> **Your objective**
Repeat the records below in their entirety, exactly.

> **Data supplied**
//! Code for classifying calendar dates into tariff day types.
use crate::calendar::HolidayCalendar;
use crate::id::define_id_type;
use chrono::{Datelike, NaiveDate, Weekday};
use indexmap::IndexMap;
use std::collections::BTreeSet;
use std::rc::Rc;

define_id_type! {DayType}

/// Maps calendar dates to day-type labels.
///
/// The Taipower taxonomy is weekday / saturday / sunday_holiday, but custom taxonomies with
/// arbitrary labels are supported (see [`WeekdayDayTypeStrategy`]).
pub trait DayTypeStrategy {
    /// The day type of the given date
    fn day_type_of(&self, date: NaiveDate) -> DayType;

    /// The day types of the given dates.
    ///
    /// Implementations backed by a holiday calendar must make a single batched holiday query
    /// for the whole slice; the engine's batch path relies on this to keep calendar cost
    /// proportional to distinct days rather than rows.
    fn day_types_batch(&self, dates: &[NaiveDate]) -> Vec<DayType> {
        dates.iter().map(|&date| self.day_type_of(date)).collect()
    }

    /// The fixed enumerable set of day types, for building lookup tables
    fn all_day_types(&self) -> Vec<DayType>;

    /// Resolve holiday data for the given years ahead of a batch of queries
    fn preload(&self, _years: &BTreeSet<i32>) {}
}

/// The Taipower day-type rule: holidays count as Sundays, Saturdays are their own day type.
pub struct TaiwanDayTypeStrategy {
    calendar: Rc<dyn HolidayCalendar>,
}

impl TaiwanDayTypeStrategy {
    /// Create a strategy consulting the given holiday calendar
    pub fn new(calendar: Rc<dyn HolidayCalendar>) -> Self {
        Self { calendar }
    }

    fn classify(date: NaiveDate, is_holiday: bool) -> DayType {
        if is_holiday {
            "sunday_holiday".into()
        } else if date.weekday() == Weekday::Sat {
            "saturday".into()
        } else {
            "weekday".into()
        }
    }
}

impl DayTypeStrategy for TaiwanDayTypeStrategy {
    fn day_type_of(&self, date: NaiveDate) -> DayType {
        Self::classify(date, self.calendar.is_holiday(date))
    }

    fn day_types_batch(&self, dates: &[NaiveDate]) -> Vec<DayType> {
        let holiday_flags = self.calendar.is_holiday_batch(dates);
        dates
            .iter()
            .zip(holiday_flags)
            .map(|(&date, is_holiday)| Self::classify(date, is_holiday))
            .collect()
    }

    fn all_day_types(&self) -> Vec<DayType> {
        vec!["weekday".into(), "saturday".into(), "sunday_holiday".into()]
    }

    fn preload(&self, years: &BTreeSet<i32>) {
        self.calendar.preload(years);
    }
}

/// Maps weekdays to day-type labels with a holiday override.
///
/// Lets callers define non-Taipower taxonomies, e.g. treating Monday as a weekend day.
pub struct WeekdayDayTypeStrategy {
    calendar: Rc<dyn HolidayCalendar>,
    weekday_map: IndexMap<Weekday, DayType>,
    holiday_label: DayType,
}

impl WeekdayDayTypeStrategy {
    /// Create a strategy from an explicit weekday map and a holiday override label
    pub fn new(
        calendar: Rc<dyn HolidayCalendar>,
        weekday_map: IndexMap<Weekday, DayType>,
        holiday_label: DayType,
    ) -> Self {
        Self {
            calendar,
            weekday_map,
            holiday_label,
        }
    }

    /// Create a strategy with the default Taipower-style weekday map
    pub fn with_default_map(calendar: Rc<dyn HolidayCalendar>) -> Self {
        let weekday_map = [
            (Weekday::Mon, "weekday".into()),
            (Weekday::Tue, "weekday".into()),
            (Weekday::Wed, "weekday".into()),
            (Weekday::Thu, "weekday".into()),
            (Weekday::Fri, "weekday".into()),
            (Weekday::Sat, "saturday".into()),
            (Weekday::Sun, "sunday".into()),
        ]
        .into_iter()
        .collect();
        Self::new(calendar, weekday_map, "holiday".into())
    }
}

impl DayTypeStrategy for WeekdayDayTypeStrategy {
    fn day_type_of(&self, date: NaiveDate) -> DayType {
        if self.calendar.is_holiday(date) {
            return self.holiday_label.clone();
        }
        self.weekday_map
            .get(&date.weekday())
            .cloned()
            .unwrap_or_else(|| "weekday".into())
    }

    fn day_types_batch(&self, dates: &[NaiveDate]) -> Vec<DayType> {
        let holiday_flags = self.calendar.is_holiday_batch(dates);
        dates
            .iter()
            .zip(holiday_flags)
            .map(|(&date, is_holiday)| {
                if is_holiday {
                    self.holiday_label.clone()
                } else {
                    self.weekday_map
                        .get(&date.weekday())
                        .cloned()
                        .unwrap_or_else(|| "weekday".into())
                }
            })
            .collect()
    }

    fn all_day_types(&self) -> Vec<DayType> {
        let mut seen: Vec<DayType> = Vec::new();
        for label in self.weekday_map.values() {
            if !seen.contains(label) {
                seen.push(label.clone());
            }
        }
        if !seen.contains(&self.holiday_label) {
            seen.push(self.holiday_label.clone());
        }
        seen
    }

    fn preload(&self, years: &BTreeSet<i32>) {
        self.calendar.preload(years);
    }
}

#[cfg(test)]
mod tests {
    use super::*;
    use crate::calendar::{CustomCalendar, TaiwanCalendar};
    use rstest::{fixture, rstest};

    fn date(y: i32, m: u32, d: u32) -> NaiveDate {
        NaiveDate::from_ymd_opt(y, m, d).unwrap()
    }

    #[fixture]
    fn taiwan_strategy() -> TaiwanDayTypeStrategy {
        // 2025-06-02 is a gazetted make-up holiday in this fixture
        let calendar = TaiwanCalendar::with_holidays([date(2025, 6, 2)]);
        TaiwanDayTypeStrategy::new(Rc::new(calendar))
    }

    #[rstest]
    #[case(date(2025, 6, 3), "weekday")] // Tuesday
    #[case(date(2025, 6, 7), "saturday")]
    #[case(date(2025, 6, 8), "sunday_holiday")] // Sunday
    #[case(date(2025, 6, 2), "sunday_holiday")] // gazetted holiday on a Monday
    fn test_taiwan_day_types(
        taiwan_strategy: TaiwanDayTypeStrategy,
        #[case] target: NaiveDate,
        #[case] expected: &str,
    ) {
        assert_eq!(taiwan_strategy.day_type_of(target), expected.into());
    }

    #[rstest]
    fn test_batch_matches_scalar(taiwan_strategy: TaiwanDayTypeStrategy) {
        let dates: Vec<_> = (1..=8).map(|d| date(2025, 6, d)).collect();
        let batch = taiwan_strategy.day_types_batch(&dates);
        let scalar: Vec<_> = dates
            .iter()
            .map(|&d| taiwan_strategy.day_type_of(d))
            .collect();
        assert_eq!(batch, scalar);
    }

    #[test]
    fn test_weekday_strategy_custom_taxonomy() {
        let calendar = Rc::new(CustomCalendar::new([], [Weekday::Mon]));
        let weekday_map: IndexMap<_, DayType> = [
            (Weekday::Tue, "open".into()),
            (Weekday::Wed, "open".into()),
            (Weekday::Thu, "open".into()),
            (Weekday::Fri, "open".into()),
            (Weekday::Sat, "open".into()),
            (Weekday::Sun, "open".into()),
        ]
        .into_iter()
        .collect();
        let strategy = WeekdayDayTypeStrategy::new(calendar, weekday_map, "closed".into());

        // Monday is a weekend day for this caller
        assert_eq!(strategy.day_type_of(date(2025, 3, 10)), "closed".into());
        assert_eq!(strategy.day_type_of(date(2025, 3, 11)), "open".into());
        assert_eq!(
            strategy.all_day_types(),
            vec![DayType::new("open"), DayType::new("closed")]
        );
    }
}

> **Reply to the task**
//! Code for classifying calendar dates into tariff day types.
use crate::calendar::HolidayCalendar;
use crate::id::define_id_type;
use chrono::{Datelike, NaiveDate, Weekday};
use indexmap::IndexMap;
use std::collections::BTreeSet;
use std::rc::Rc;

define_id_type! {DayType}

/// Maps calendar dates to day-type labels.
///
/// The Taipower taxonomy is weekday / saturday / sunday_holiday, but custom taxonomies with
/// arbitrary labels are supported (see [`WeekdayDayTypeStrategy`]).
pub trait DayTypeStrategy {
    /// The day type of the given date
    fn day_type_of(&self, date: NaiveDate) -> DayType;

    /// The day types of the given dates.
    ///
    /// Implementations backed by a holiday calendar must make a single batched holiday query
    /// for the whole slice; the engine's batch path relies on this to keep calendar cost
    /// proportional to distinct days rather than rows.
    fn day_types_batch(&self, dates: &[NaiveDate]) -> Vec<DayType> {
        dates.iter().map(|&date| self.day_type_of(date)).collect()
    }

    /// The fixed enumerable set of day types, for building lookup tables
    fn all_day_types(&self) -> Vec<DayType>;

    /// Resolve holiday data for the given years ahead of a batch of queries
    fn preload(&self, _years: &BTreeSet<i32>) {}
}

/// The Taipower day-type rule: holidays count as Sundays, Saturdays are their own day type.
pub struct TaiwanDayTypeStrategy {
    calendar: Rc<dyn HolidayCalendar>,
}

impl TaiwanDayTypeStrategy {
    /// Create a strategy consulting the given holiday calendar
    pub fn new(calendar: Rc<dyn HolidayCalendar>) -> Self {
        Self { calendar }
    }

    fn classify(date: NaiveDate, is_holiday: bool) -> DayType {
        if is_holiday {
            "sunday_holiday".into()
        } else if date.weekday() == Weekday::Sat {
            "saturday".into()
        } else {
            "weekday".into()
        }
    }
}

impl DayTypeStrategy for TaiwanDayTypeStrategy {
    fn day_type_of(&self, date: NaiveDate) -> DayType {
        Self::classify(date, self.calendar.is_holiday(date))
    }

    fn day_types_batch(&self, dates: &[NaiveDate]) -> Vec<DayType> {
        let holiday_flags = self.calendar.is_holiday_batch(dates);
        dates
            .iter()
            .zip(holiday_flags)
            .map(|(&date, is_holiday)| Self::classify(date, is_holiday))
            .collect()
    }

    fn all_day_types(&self) -> Vec<DayType> {
        vec!["weekday".into(), "saturday".into(), "sunday_holiday".into()]
    }

    fn preload(&self, years: &BTreeSet<i32>) {
        self.calendar.preload(years);
    }
}

/// Maps weekdays to day-type labels with a holiday override.
///
/// Lets callers define non-Taipower taxonomies, e.g. treating Monday as a weekend day.
pub struct WeekdayDayTypeStrategy {
    calendar: Rc<dyn HolidayCalendar>,
    weekday_map: IndexMap<Weekday, DayType>,
    holiday_label: DayType,
}

impl WeekdayDayTypeStrategy {
    /// Create a strategy from an explicit weekday map and a holiday override label
    pub fn new(
        calendar: Rc<dyn HolidayCalendar>,
        weekday_map: IndexMap<Weekday, DayType>,
        holiday_label: DayType,
    ) -> Self {
        Self {
            calendar,
            weekday_map,
            holiday_label,
        }
    }

    /// Create a strategy with the default Taipower-style weekday map
    pub fn with_default_map(calendar: Rc<dyn HolidayCalendar>) -> Self {
        let weekday_map = [
            (Weekday::Mon, "weekday".into()),
            (Weekday::Tue, "weekday".into()),
            (Weekday::Wed, "weekday".into()),
            (Weekday::Thu, "weekday".into()),
            (Weekday::Fri, "weekday".into()),
            (Weekday::Sat, "saturday".into()),
            (Weekday::Sun, "sunday".into()),
        ]
        .into_iter()
        .collect();
        Self::new(calendar, weekday_map, "holiday".into())
    }
}

impl DayTypeStrategy for WeekdayDayTypeStrategy {
    fn day_type_of(&self, date: NaiveDate) -> DayType {
        if self.calendar.is_holiday(date) {
            return self.holiday_label.clone();
        }
        self.weekday_map
            .get(&date.weekday())
            .cloned()
            .unwrap_or_else(|| "weekday".into())
    }

    fn day_types_batch(&self, dates: &[NaiveDate]) -> Vec<DayType> {
        let holiday_flags = self.calendar.is_holiday_batch(dates);
        dates
            .iter()
            .zip(holiday_flags)
            .map(|(&date, is_holiday)| {
                if is_holiday {
                    self.holiday_label.clone()
                } else {
                    self.weekday_map
                        .get(&date.weekday())
                        .cloned()
                        .unwrap_or_else(|| "weekday".into())
                }
            })
            .collect()
    }

    fn all_day_types(&self) -> Vec<DayType> {
        let mut seen: Vec<DayType> = Vec::new();
        for label in self.weekday_map.values() {
            if !seen.contains(label) {
                seen.push(label.clone());
            }
        }
        if !seen.contains(&self.holiday_label) {
            seen.push(self.holiday_label.clone());
        }
        seen
    }

    fn preload(&self, years: &BTreeSet<i32>) {
        self.calendar.preload(years);
    }
}

#[cfg(test)]
mod tests {
    use super::*;
    use crate::calendar::{CustomCalendar, TaiwanCalendar};
    use rstest::{fixture, rstest};

    fn date(y: i32, m: u32, d: u32) -> NaiveDate {
        NaiveDate::from_ymd_opt(y, m, d).unwrap()
    }

    #[fixture]
    fn taiwan_strategy() -> TaiwanDayTypeStrategy {
        // 2025-06-02 is a gazetted make-up holiday in this fixture
        let calendar = TaiwanCalendar::with_holidays([date(2025, 6, 2)]);
        TaiwanDayTypeStrategy::new(Rc::new(calendar))
    }

    #[rstest]
    #[case(date(2025, 6, 3), "weekday")] // Tuesday
    #[case(date(2025, 6, 7), "saturday")]
    #[case(date(2025, 6, 8), "sunday_holiday")] // Sunday
    #[case(date(2025, 6, 2), "sunday_holiday")] // gazetted holiday on a Monday
    fn test_taiwan_day_types(
        taiwan_strategy: TaiwanDayTypeStrategy,
        #[case] target: NaiveDate,
        #[case] expected: &str,
    ) {
        assert_eq!(taiwan_strategy.day_type_of(target), expected.into());
    }

    #[rstest]
    fn test_batch_matches_scalar(taiwan_strategy: TaiwanDayTypeStrategy) {
        let dates: Vec<_> = (1..=8).map(|d| date(2025, 6, d)).collect();
        let batch = taiwan_strategy.day_types_batch(&dates);
        let scalar: Vec<_> = dates
            .iter()
            .map(|&d| taiwan_strategy.day_type_of(d))
            .collect();
        assert_eq!(batch, scalar);
    }

    #[test]
    fn test_weekday_strategy_custom_taxonomy() {
        let calendar = Rc::new(CustomCalendar::new([], [Weekday::Mon]));
        let weekday_map: IndexMap<_, DayType> = [
            (Weekday::Tue, "open".into()),
            (Weekday::Wed, "open".into()),
            (Weekday::Thu, "open".into()),
            (Weekday::Fri, "open".into()),
            (Weekday::Sat, "open".into()),
            (Weekday::Sun, "open".into()),
        ]
        .into_iter()
        .collect();
        let strategy = WeekdayDayTypeStrategy::new(calendar, weekday_map, "closed".into());

        // Monday is a weekend day for this caller
        assert_eq!(strategy.day_type_of(date(2025, 3, 10)), "closed".into());
        assert_eq!(strategy.day_type_of(date(2025, 3, 11)), "open".into());
        assert_eq!(
            strategy.all_day_types(),
            vec![DayType::new("open"), DayType::new("closed")]
        );
    }
}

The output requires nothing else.